Requirement: When the line containing "let functions = FunctionTable::new();" is found in the data below, copy it and each line after it through the line containing "the bound address.", exactly and with no others.

########

//! Host runtime.
//!
//! A [`PluginHost`] owns the plugin registry, spawns plugin executables,
//! serves the host side of the RPC contract and supervises every plugin for
//! its whole life:
//!
//! - one monitor task per plugin process turns unexpected exits into crashes
//! - one heartbeat sweep declares silent plugins crashed
//! - the restart policy restarts crashed plugins within their budget
//! - calls carrying a target plugin are relayed to that plugin
//!
//! ```no_run
//! # async fn demo() -> tether_core::Result<()> {
//! use tether_core::{HostConfig, PluginHost};
//!
//! let host = PluginHost::new(HostConfig::default());
//! host.start().await?;
//! let id = host.start_plugin_by_path("./plugins/echo").await?;
//! host.wait().await;
//! host.stop().await;
//! # let _ = id;
//! # Ok(())
//! # }
//! ```

pub mod builtins;
mod lifecycle;
mod service;
mod state;

use crate::cancel::CancellationToken;
use crate::config::HostConfig;
use crate::error::{Result, TetherError};
use crate::functions::{CallContext, Callable, FunctionTable};
use crate::ipc::IpcServer;
use crate::process::{CommandLauncher, PluginLauncher};
use crate::registry::{PluginRecord, PluginRegistry, PluginStatus};
use crate::rpc::{
    metadata, CallRequest, CallResponse, MessageRequest, MessageResponse, Metadata, Parameter,
    PluginClient, PluginDescriptor, StatusResponse,
};
use chrono::Utc;
use lifecycle::StartMode;
use service::HostService;
use state::{lock, HostState};
use std::future::Future;
use std::net::{IpAddr, Ipv4Addr, SocketAddr};
use std::path::Path;
use std::sync::{Arc, Mutex};
use tokio::net::TcpListener;
use tokio::task::JoinSet;
use tracing::{debug, error, info, warn};

/// Handle to a plugin host. Cheap to clone; all clones share one host.
#[derive(Clone)]
pub struct PluginHost {
    state: Arc<HostState>,
}

impl std::fmt::Debug for PluginHost {
    fn fmt(&self, f: &mut std::fmt::Formatter<'_>) -> std::fmt::Result {
        f.debug_struct("PluginHost")
            .field("host_id", &self.state.host_id)
            .field("address", &self.state.address())
            .field("plugins", &self.state.registry.count())
            .finish()
    }
}

impl PluginHost {
    /// Create a host that runs plugins as child processes.
    pub fn new(config: HostConfig) -> Self {
        Self::with_launcher(config, Arc::new(CommandLauncher::new()))
    }

    /// Create a host with a custom process launcher.
    pub fn with_launcher(config: HostConfig, launcher: Arc<dyn PluginLauncher>) -> Self {
        let state = Arc::new_cyclic(|weak| {
            let functions = FunctionTable::new();
            builtins::register(&functions, weak.clone());
            HostState {
                config,
                host_id: format!("host-{}", uuid::Uuid::new_v4().simple()),
                registry: PluginRegistry::new(),
                functions,
                launcher,
                cancel: CancellationToken::new(),
                shutdown: CancellationToken::new(),
                started_at: Utc::now(),
                tasks: Mutex::new(JoinSet::new()),
                server: Mutex::new(None),
                address: Mutex::new(None),
            }
        });
        Self { state }
    }

    /// Bind the inbound server and start supervision.
    ///
    /// Binds `config.port` if set, otherwise the first free port of
    /// `config.port_range`. Returns the bound address.
    pub async fn start(&self) -> Result<SocketAddr> {
        let config = &self.state.config;
        config.validate()?;

        let (start, end) = config.port_candidates();
        let listener = IpcServer::bind_in_range(config.bind_address, start, end)
            .await
            .map_err(|e| {
                error!(
                    bind_address = %config.bind_address,
                    port_range = %format!("{}-{}", start, end),
                    "Failed to bind host server: {}",
                    e
                );
                e
            })?;
        self.start_on(listener)
    }

    /// Start the host on an already bound listener.
    pub fn start_on(&self, listener: TcpListener) -> Result<SocketAddr> {
        if self.state.cancel.is_cancelled() {
            return Err(TetherError::Cancelled);
        }
        let mut server = lock(&self.state.server);
        if server.is_some() {
            return Err(TetherError::Config {
                message: "host is already started".to_string(),
            });
        }

        let service = Arc::new(HostService::new(Arc::downgrade(&self.state)));
        let handle = IpcServer::start_on(listener, service)?;

        let mut address = handle.addr();
        if address.ip().is_unspecified() {
            address.set_ip(IpAddr::V4(Ipv4Addr::LOCALHOST));
        }
        *lock(&self.state.address) = Some(address);
        *server = Some(handle);
        drop(server);

        self.state
            .spawn_task(lifecycle::heartbeat_sweep(self.state.clone()));

        info!(
            host_id = %self.state.host_id,
            address = %address,
            "Plugin host started"
        );
        Ok(address)
    }

    /// Address plugins dial, once started.
    pub fn address(&self) -> Option<SocketAddr> {
        self.state.address()
    }

    /// Port the inbound server is bound to, once started.
    pub fn actual_port(&self) -> Option<u16> {
        self.address().map(|a| a.port())
    }

    pub fn host_id(&self) -> &str {
        &self.state.host_id
    }

    pub fn config(&self) -> &HostConfig {
        &self.state.config
    }

    pub fn registry(&self) -> &PluginRegistry {
        &self.state.registry
    }

    pub fn get_plugin(&self, id: &str) -> Option<PluginRecord> {
        self.state.registry.get(id)
    }

    pub fn list_plugins(&self) -> Vec<PluginRecord> {
        self.state.registry.list()
    }

    /// Run `path` in metadata query mode without loading it.
    pub async fn query_plugin_info(&self, path: impl AsRef<Path>) -> Result<PluginDescriptor> {
        self.state.launcher.query_info(path.as_ref()).await
    }

    /// Query a plugin's metadata and add a `stopped` record for it.
    ///
    /// Returns the plugin ID. A path that is already loaded returns its
    /// existing ID.
    pub async fn load_plugin(&self, path: impl AsRef<Path>) -> Result<String> {
        let path = path.as_ref();
        if let Some(existing) = self.state.registry.find_by_path(path) {
            debug!(plugin_id = %existing.id, path = %path.display(), "Plugin already loaded");
            return Ok(existing.id);
        }

        let mut descriptor = self.query_plugin_info(path).await.map_err(|e| {
            error!(path = %path.display(), "Failed to load plugin: {}", e);
            e
        })?;
        if descriptor.id.is_empty() {
            descriptor.id = format!("{}-{}", descriptor.name, Utc::now().timestamp());
        }
        if semver::Version::parse(&descriptor.version).is_err() {
            warn!(
                plugin_id = %descriptor.id,
                version = %descriptor.version,
                "Plugin version is not semver"
            );
        }

        let config = &self.state.config;
        let record = PluginRecord::from_descriptor(&descriptor, path)
            .with_restart_policy(config.auto_restart_plugin, config.max_restarts);

        if let Some(existing) = self.state.registry.register_new(record) {
            if existing.path == path {
                return Ok(existing.id);
            }
            return Err(TetherError::PluginAlreadyExists {
                id: existing.id,
                path: existing.path,
            });
        }

        info!(
            plugin_id = %descriptor.id,
            name = %descriptor.name,
            version = %descriptor.version,
            path = %path.display(),
            "Plugin loaded"
        );
        Ok(descriptor.id)
    }

    /// Spawn a loaded plugin. Resets its restart counter.
    pub async fn start_plugin(&self, id: &str) -> Result<()> {
        if !self.state.registry.contains(id) {
            return Err(TetherError::PluginNotFound { id: id.to_string() });
        }
        self.state.start_sequence(id, StartMode::Explicit).await
    }

    /// Load `path` if needed, then start it. Returns the plugin ID.
    pub async fn start_plugin_by_path(&self, path: impl AsRef<Path>) -> Result<String> {
        let id = self.load_plugin(path).await?;
        self.start_plugin(&id).await?;
        Ok(id)
    }

    pub async fn stop_plugin(&self, id: &str) -> Result<()> {
        self.state.stop_sequence(id).await
    }

    /// Stop every plugin concurrently. Failures are logged.
    pub async fn stop_all_plugins(&self) {
        let ids: Vec<String> = self.list_plugins().into_iter().map(|r| r.id).collect();
        let stops = ids.iter().map(|id| async move {
            if let Err(e) = self.stop_plugin(id).await {
                warn!(plugin_id = %id, "Failed to stop plugin: {}", e);
            }
        });
        futures::future::join_all(stops).await;
    }

    /// Stop a plugin and forget it.
    pub async fn unload_plugin(&self, id: &str) -> Result<PluginRecord> {
        self.stop_plugin(id).await?;
        self.state
            .registry
            .unregister(id)
            .ok_or_else(|| TetherError::PluginNotFound { id: id.to_string() })
    }

    /// Expose an async function to plugins under `name`.
    pub fn register_host_function<F, Fut>(&self, name: impl Into<String>, function: F)
    where
        F: Fn(CallContext, Vec<Parameter>) -> Fut + Send + Sync + 'static,
        Fut: Future<Output = anyhow::Result<Parameter>> + Send + 'static,
    {
        self.state.functions.register(name, function);
    }

    pub fn register_host_callable(&self, name: impl Into<String>, function: impl Callable + 'static) {
        self.state.functions.register_callable(name, function);
    }

    pub fn host_functions(&self) -> Vec<String> {
        self.state.functions.names()
    }

    /// Call `function` on a running plugin.
    pub async fn call_plugin_function(
        &self,
        id: &str,
        function: &str,
        parameters: Vec<Parameter>,
    ) -> Result<CallResponse> {
        self.call_plugin(id, CallRequest::new(function, parameters))
            .await
    }

    /// Send a prepared request to a running plugin.
    ///
    /// Fails if the plugin is unknown, not running or unreachable; otherwise
    /// returns the plugin's response as is.
    pub async fn call_plugin(&self, id: &str, mut request: CallRequest) -> Result<CallResponse> {
        let client = self.connected_client(id)?;
        request
            .metadata
            .entry(metadata::SOURCE.to_string())
            .or_insert_with(|| metadata::SOURCE_HOST.to_string());
        request
            .metadata
            .insert(metadata::TIMESTAMP.into(), Utc::now().timestamp().to_string());

        debug!(
            plugin_id = %id,
            function = %request.function_name,
            request_id = %request.request_id,
            "Calling plugin function"
        );
        client
            .call_function(&request, self.state.config.call_timeout)
            .await
    }

    /// Push one message to a running plugin.
    pub async fn send_message_to_plugin(
        &self,
        id: &str,
        message_type: &str,
        content: &str,
        metadata: Metadata,
    ) -> Result<MessageResponse> {
        let client = self.connected_client(id)?;
        let message = MessageRequest {
            metadata,
            ..MessageRequest::new(message_type, content)
        };
        client
            .send_messages(std::slice::from_ref(&message), self.state.config.message_timeout)
            .await
    }

    /// Push one message to every running plugin.
    pub async fn broadcast_message(
        &self,
        message_type: &str,
        content: &str,
        metadata: Metadata,
    ) -> Vec<(String, Result<MessageResponse>)> {
        let targets: Vec<String> = self
            .list_plugins()
            .into_iter()
            .filter(|r| r.is_callable())
            .map(|r| r.id)
            .collect();

        let sends = targets.into_iter().map(|id| {
            let metadata = metadata.clone();
            async move {
                let result = self
                    .send_message_to_plugin(&id, message_type, content, metadata)
                    .await;
                if let Err(e) = &result {
                    warn!(plugin_id = %id, "Broadcast delivery failed: {}", e);
                }
                (id, result)
            }
        });
        futures::future::join_all(sends).await
    }

    /// Ask a running plugin for its own status report.
    pub async fn get_plugin_status(&self, id: &str, include_metrics: bool) -> Result<StatusResponse> {
        self.connected_client(id)?.get_status(include_metrics).await
    }

    fn connected_client(&self, id: &str) -> Result<Arc<PluginClient>> {
        let record = self
            .state
            .registry
            .get(id)
            .ok_or_else(|| TetherError::PluginNotFound { id: id.to_string() })?;
        if record.status != PluginStatus::Running {
            return Err(TetherError::PluginNotRunning {
                id: id.to_string(),
                status: record.status,
            });
        }
        record
            .client
            .ok_or_else(|| TetherError::PluginNotConnected { id: id.to_string() })
    }

    /// Resolve on Ctrl-C or [`request_shutdown`](Self::request_shutdown).
    pub async fn wait(&self) {
        let ctrl_c = async {
            if let Err(e) = tokio::signal::ctrl_c().await {
                warn!("Cannot listen for Ctrl-C: {}", e);
                std::future::pending::<()>().await;
            }
        };
        tokio::select! {
            _ = ctrl_c => info!("Interrupt received"),
            _ = self.state.shutdown.cancelled() => {}
        }
    }

    pub fn request_shutdown(&self) {
        self.state.shutdown.cancel();
    }

    /// Stop all plugins, the supervised tasks and the inbound server.
    pub async fn stop(&self) {
        if self.state.cancel.is_cancelled() {
            return;
        }
        info!(host_id = %self.state.host_id, "Stopping plugin host");

        self.stop_all_plugins().await;
        self.state.cancel.cancel();

        let mut tasks = std::mem::take(&mut *lock(&self.state.tasks));
        while let Some(result) = tasks.join_next().await {
            if let Err(e) = result {
                if e.is_panic() {
                    error!("Supervised task panicked: {}", e);
                }
            }
        }

        if let Some(mut server) = lock(&self.state.server).take() {
            server.shutdown();
        }
        self.state.shutdown.cancel();
        info!("Plugin host stopped");
    }

    #[cfg(test)]
    pub(crate) fn state(&self) -> &Arc<HostState> {
        &self.state
    }
}
//! Host functions every host exposes to its plugins.

use super::state::HostState;
use crate::functions::{CallContext, FunctionTable};
use crate::rpc::Parameter;
use anyhow::anyhow;
use chrono::{Local, Utc};
use serde_json::json;
use std::sync::{Arc, Weak};

pub const GET_SYSTEM_TIME: &str = "GetSystemTime";
pub const GET_SYSTEM_INFO: &str = "GetSystemInfo";
pub const GET_PLUGIN_LIST: &str = "GetPluginList";

const TIME_FORMAT: &str = "%Y-%m-%d %H:%M:%S";

pub(crate) fn register(functions: &FunctionTable, state: Weak<HostState>) {
    functions.register(GET_SYSTEM_TIME, |_ctx: CallContext, _params: Vec<Parameter>| async move {
        Ok(Parameter::string(
            "system_time",
            Local::now().format(TIME_FORMAT).to_string(),
        ))
    });

    let weak = state.clone();
    functions.register(GET_SYSTEM_INFO, move |_ctx: CallContext, _params: Vec<Parameter>| {
        let state = weak.upgrade();
        async move {
            let state = alive(state)?;
            let uptime = (Utc::now() - state.started_at).num_seconds().max(0);
            let info = json!({
                "os": std::env::consts::OS,
                "arch": std::env::consts::ARCH,
                "plugins": state.registry.count(),
                "uptime": uptime,
                "port": state.address().map(|a| a.port()).unwrap_or(0),
                "host_id": state.host_id,
            });
            Ok(Parameter::json("system_info", &info))
        }
    });

    functions.register(GET_PLUGIN_LIST, move |_ctx: CallContext, _params: Vec<Parameter>| {
        let state = state.upgrade();
        async move {
            let state = alive(state)?;
            let plugins: Vec<serde_json::Value> = state
                .registry
                .list()
                .into_iter()
                .map(|r| {
                    json!({
                        "id": r.id,
                        "name": r.name,
                        "status": r.status,
                        "port": r.port,
                    })
                })
                .collect();
            Ok(Parameter::json("plugin_list", &serde_json::Value::Array(plugins)))
        }
    });
}

fn alive(state: Option<Arc<HostState>>) -> anyhow::Result<Arc<HostState>> {
    state.ok_or_else(|| anyhow!("host is shut down"))
}

#[cfg(test)]
mod tests {
    use super::*;
    use crate::host::PluginHost;
    use crate::registry::PluginRecord;
    use crate::rpc::{CallRequest, ParameterType};
    use crate::HostConfig;

    #[tokio::test]
    async fn test_system_time_format() {
        let host = PluginHost::new(HostConfig::default());
        let response = host
            .state()
            .handle_call(CallRequest::new(GET_SYSTEM_TIME, vec![]))
            .await;
        assert!(response.success);

        let result = response.result.unwrap();
        assert_eq!(result.kind, ParameterType::String);
        assert!(chrono::NaiveDateTime::parse_from_str(&result.value, TIME_FORMAT).is_ok());
    }

    #[tokio::test]
    async fn test_plugin_list_reports_records() {
        let host = PluginHost::new(HostConfig::default());
        host.state()
            .registry
            .register(PluginRecord::new("alpha", "/bin/alpha"));

        let response = host
            .state()
            .handle_call(CallRequest::new(GET_PLUGIN_LIST, vec![]))
            .await;
        let list = response.result.unwrap().as_json().unwrap();
        assert_eq!(list[0]["id"], "alpha");
        assert_eq!(list[0]["status"], "stopped");

        let response = host
            .state()
            .handle_call(CallRequest::new(GET_SYSTEM_INFO, vec![]))
            .await;
        let info = response.result.unwrap().as_json().unwrap();
        assert_eq!(info["plugins"], 1);
        assert_eq!(info["os"], std::env::consts::OS);
    }
}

########

Written solution:
            let functions = FunctionTable::new();
            builtins::register(&functions, weak.clone());
            HostState {
                config,
                host_id: format!("host-{}", uuid::Uuid::new_v4().simple()),
                registry: PluginRegistry::new(),
                functions,
                launcher,
                cancel: CancellationToken::new(),
                shutdown: CancellationToken::new(),
                started_at: Utc::now(),
                tasks: Mutex::new(JoinSet::new()),
                server: Mutex::new(None),
                address: Mutex::new(None),
            }
        });
        Self { state }
    }

    /// Bind the inbound server and start supervision.
    ///
    /// Binds `config.port` if set, otherwise the first free port of
    /// `config.port_range`. Returns the bound address.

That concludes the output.